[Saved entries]

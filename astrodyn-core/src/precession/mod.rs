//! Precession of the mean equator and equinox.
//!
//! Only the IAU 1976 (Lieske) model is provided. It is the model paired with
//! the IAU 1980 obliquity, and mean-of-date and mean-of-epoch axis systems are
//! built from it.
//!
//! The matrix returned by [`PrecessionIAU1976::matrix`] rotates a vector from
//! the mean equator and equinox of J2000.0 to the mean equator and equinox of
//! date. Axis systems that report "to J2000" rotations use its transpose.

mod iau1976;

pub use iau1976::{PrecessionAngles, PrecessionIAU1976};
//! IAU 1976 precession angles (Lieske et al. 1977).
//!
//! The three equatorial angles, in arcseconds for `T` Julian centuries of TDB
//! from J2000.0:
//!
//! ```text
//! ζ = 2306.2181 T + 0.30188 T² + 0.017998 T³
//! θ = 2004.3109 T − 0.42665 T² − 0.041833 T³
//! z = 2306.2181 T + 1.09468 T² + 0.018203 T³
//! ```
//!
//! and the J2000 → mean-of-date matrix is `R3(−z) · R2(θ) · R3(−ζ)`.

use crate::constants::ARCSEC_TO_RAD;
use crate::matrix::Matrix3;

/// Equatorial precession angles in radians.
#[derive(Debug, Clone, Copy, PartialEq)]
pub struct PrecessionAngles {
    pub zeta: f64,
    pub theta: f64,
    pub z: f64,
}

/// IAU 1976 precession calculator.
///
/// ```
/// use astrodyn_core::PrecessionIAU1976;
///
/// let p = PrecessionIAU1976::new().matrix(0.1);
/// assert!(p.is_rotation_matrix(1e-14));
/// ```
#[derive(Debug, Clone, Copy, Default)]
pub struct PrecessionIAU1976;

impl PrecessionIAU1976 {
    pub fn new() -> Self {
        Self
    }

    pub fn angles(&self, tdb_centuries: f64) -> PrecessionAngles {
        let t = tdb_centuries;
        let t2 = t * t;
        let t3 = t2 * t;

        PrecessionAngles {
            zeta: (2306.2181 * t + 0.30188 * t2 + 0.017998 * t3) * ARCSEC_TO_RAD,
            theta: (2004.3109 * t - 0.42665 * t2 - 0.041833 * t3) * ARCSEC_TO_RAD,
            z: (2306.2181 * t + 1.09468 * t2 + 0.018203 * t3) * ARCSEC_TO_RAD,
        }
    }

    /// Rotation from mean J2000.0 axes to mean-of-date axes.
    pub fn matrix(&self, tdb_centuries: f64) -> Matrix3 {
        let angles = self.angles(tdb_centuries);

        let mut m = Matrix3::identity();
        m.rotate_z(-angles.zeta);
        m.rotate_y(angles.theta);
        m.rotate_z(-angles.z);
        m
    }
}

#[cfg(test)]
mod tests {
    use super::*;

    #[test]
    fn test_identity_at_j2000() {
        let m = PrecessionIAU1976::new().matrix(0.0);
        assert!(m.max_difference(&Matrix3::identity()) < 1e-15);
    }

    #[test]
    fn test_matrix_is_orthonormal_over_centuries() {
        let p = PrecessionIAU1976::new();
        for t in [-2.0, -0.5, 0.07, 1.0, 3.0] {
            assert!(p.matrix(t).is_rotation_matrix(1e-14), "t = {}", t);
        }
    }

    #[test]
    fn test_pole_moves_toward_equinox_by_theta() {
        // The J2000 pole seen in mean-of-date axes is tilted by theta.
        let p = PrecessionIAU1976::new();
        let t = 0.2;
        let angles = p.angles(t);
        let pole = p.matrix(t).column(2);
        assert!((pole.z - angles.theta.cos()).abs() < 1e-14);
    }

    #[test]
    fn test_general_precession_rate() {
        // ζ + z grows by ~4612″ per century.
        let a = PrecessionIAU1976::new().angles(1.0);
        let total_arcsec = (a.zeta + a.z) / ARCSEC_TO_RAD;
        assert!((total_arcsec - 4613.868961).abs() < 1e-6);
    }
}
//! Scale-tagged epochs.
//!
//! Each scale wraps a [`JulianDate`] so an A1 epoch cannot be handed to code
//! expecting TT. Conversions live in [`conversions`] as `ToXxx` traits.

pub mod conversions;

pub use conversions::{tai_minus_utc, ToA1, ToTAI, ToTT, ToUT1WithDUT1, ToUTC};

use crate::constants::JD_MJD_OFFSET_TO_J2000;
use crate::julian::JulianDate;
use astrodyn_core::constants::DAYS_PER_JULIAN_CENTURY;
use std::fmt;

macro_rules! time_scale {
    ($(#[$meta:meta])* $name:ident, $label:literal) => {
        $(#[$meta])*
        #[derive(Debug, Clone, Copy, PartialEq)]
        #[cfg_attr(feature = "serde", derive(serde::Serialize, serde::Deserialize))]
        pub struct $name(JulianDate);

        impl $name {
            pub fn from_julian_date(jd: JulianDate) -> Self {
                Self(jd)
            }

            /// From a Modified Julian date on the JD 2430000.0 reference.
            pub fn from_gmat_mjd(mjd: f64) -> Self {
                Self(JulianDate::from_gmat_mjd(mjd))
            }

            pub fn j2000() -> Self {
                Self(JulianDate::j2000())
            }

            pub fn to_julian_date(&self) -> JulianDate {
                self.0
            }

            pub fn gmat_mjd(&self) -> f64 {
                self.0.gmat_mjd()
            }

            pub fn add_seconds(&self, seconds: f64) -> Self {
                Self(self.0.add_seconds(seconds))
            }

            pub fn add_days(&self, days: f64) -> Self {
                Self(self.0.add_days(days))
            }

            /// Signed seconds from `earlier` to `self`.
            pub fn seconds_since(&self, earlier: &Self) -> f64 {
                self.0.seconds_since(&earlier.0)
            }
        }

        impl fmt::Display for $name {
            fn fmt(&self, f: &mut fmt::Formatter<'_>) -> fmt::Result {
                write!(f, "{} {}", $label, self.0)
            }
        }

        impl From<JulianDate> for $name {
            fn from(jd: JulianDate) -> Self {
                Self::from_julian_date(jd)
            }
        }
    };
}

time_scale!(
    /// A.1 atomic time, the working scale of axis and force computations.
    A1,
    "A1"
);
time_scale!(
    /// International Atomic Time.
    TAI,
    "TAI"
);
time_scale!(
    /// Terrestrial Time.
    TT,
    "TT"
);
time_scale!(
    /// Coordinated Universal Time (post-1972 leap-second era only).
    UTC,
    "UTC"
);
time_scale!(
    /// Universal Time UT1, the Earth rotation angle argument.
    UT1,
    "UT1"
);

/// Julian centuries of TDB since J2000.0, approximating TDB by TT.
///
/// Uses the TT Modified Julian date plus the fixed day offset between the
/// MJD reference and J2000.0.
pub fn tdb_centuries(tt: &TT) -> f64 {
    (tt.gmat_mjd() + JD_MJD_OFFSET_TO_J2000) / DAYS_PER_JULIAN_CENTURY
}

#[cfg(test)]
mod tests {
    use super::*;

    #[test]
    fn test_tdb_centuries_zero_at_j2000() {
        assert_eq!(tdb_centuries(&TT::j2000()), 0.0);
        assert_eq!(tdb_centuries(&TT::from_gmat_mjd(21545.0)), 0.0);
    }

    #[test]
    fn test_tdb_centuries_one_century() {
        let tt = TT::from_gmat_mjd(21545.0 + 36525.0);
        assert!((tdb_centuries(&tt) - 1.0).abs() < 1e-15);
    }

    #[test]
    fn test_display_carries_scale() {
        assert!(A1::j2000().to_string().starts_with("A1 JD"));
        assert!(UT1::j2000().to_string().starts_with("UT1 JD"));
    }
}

◆ **EXERCISE GOAL**
An exact copy of every line from the one containing "assert_eq!(tdb_centuries(&TT::j2000()), 0.0);" through the last line of the entries is required; please add nothing.

◆ **EXPECTED ANSWER**
        assert_eq!(tdb_centuries(&TT::j2000()), 0.0);
        assert_eq!(tdb_centuries(&TT::from_gmat_mjd(21545.0)), 0.0);
    }

    #[test]
    fn test_tdb_centuries_one_century() {
        let tt = TT::from_gmat_mjd(21545.0 + 36525.0);
        assert!((tdb_centuries(&tt) - 1.0).abs() < 1e-15);
    }

    #[test]
    fn test_display_carries_scale() {
        assert!(A1::j2000().to_string().starts_with("A1 JD"));
        assert!(UT1::j2000().to_string().starts_with("UT1 JD"));
    }
}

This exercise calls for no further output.